(MATERIAL PROVIDED)

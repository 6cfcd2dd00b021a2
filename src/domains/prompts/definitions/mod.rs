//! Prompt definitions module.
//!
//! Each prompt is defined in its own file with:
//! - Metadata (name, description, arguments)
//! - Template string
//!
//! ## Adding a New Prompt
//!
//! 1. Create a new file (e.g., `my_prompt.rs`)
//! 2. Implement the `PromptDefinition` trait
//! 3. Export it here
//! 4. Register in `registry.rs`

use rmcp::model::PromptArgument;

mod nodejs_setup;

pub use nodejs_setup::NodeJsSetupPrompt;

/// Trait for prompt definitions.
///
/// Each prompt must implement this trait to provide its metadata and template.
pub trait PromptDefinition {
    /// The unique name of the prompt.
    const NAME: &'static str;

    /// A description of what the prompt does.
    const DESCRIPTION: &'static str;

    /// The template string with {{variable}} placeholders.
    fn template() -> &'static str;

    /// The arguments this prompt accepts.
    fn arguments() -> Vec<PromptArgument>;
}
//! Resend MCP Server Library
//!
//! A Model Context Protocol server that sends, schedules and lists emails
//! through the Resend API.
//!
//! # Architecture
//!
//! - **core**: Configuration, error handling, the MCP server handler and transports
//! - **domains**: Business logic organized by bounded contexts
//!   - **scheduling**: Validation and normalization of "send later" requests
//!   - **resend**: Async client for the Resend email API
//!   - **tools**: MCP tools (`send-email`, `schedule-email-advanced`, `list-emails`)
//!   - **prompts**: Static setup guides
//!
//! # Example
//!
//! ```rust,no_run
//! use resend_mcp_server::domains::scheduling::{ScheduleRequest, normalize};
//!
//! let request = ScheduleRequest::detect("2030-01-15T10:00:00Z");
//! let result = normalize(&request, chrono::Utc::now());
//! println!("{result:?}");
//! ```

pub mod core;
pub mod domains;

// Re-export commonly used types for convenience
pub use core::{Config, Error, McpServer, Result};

(End MATERIAL PROVIDED)

Each line from the one containing "metadata and template." to the last line of the material above should be reproduced word for word, with nothing added.

RESULT:
/// Each prompt must implement this trait to provide its metadata and template.
pub trait PromptDefinition {
    /// The unique name of the prompt.
    const NAME: &'static str;

    /// A description of what the prompt does.
    const DESCRIPTION: &'static str;

    /// The template string with {{variable}} placeholders.
    fn template() -> &'static str;

    /// The arguments this prompt accepts.
    fn arguments() -> Vec<PromptArgument>;
}
//! Resend MCP Server Library
//!
//! A Model Context Protocol server that sends, schedules and lists emails
//! through the Resend API.
//!
//! # Architecture
//!
//! - **core**: Configuration, error handling, the MCP server handler and transports
//! - **domains**: Business logic organized by bounded contexts
//!   - **scheduling**: Validation and normalization of "send later" requests
//!   - **resend**: Async client for the Resend email API
//!   - **tools**: MCP tools (`send-email`, `schedule-email-advanced`, `list-emails`)
//!   - **prompts**: Static setup guides
//!
//! # Example
//!
//! ```rust,no_run
//! use resend_mcp_server::domains::scheduling::{ScheduleRequest, normalize};
//!
//! let request = ScheduleRequest::detect("2030-01-15T10:00:00Z");
//! let result = normalize(&request, chrono::Utc::now());
//! println!("{result:?}");
//! ```

pub mod core;
pub mod domains;

// Re-export commonly used types for convenience
pub use core::{Config, Error, McpServer, Result};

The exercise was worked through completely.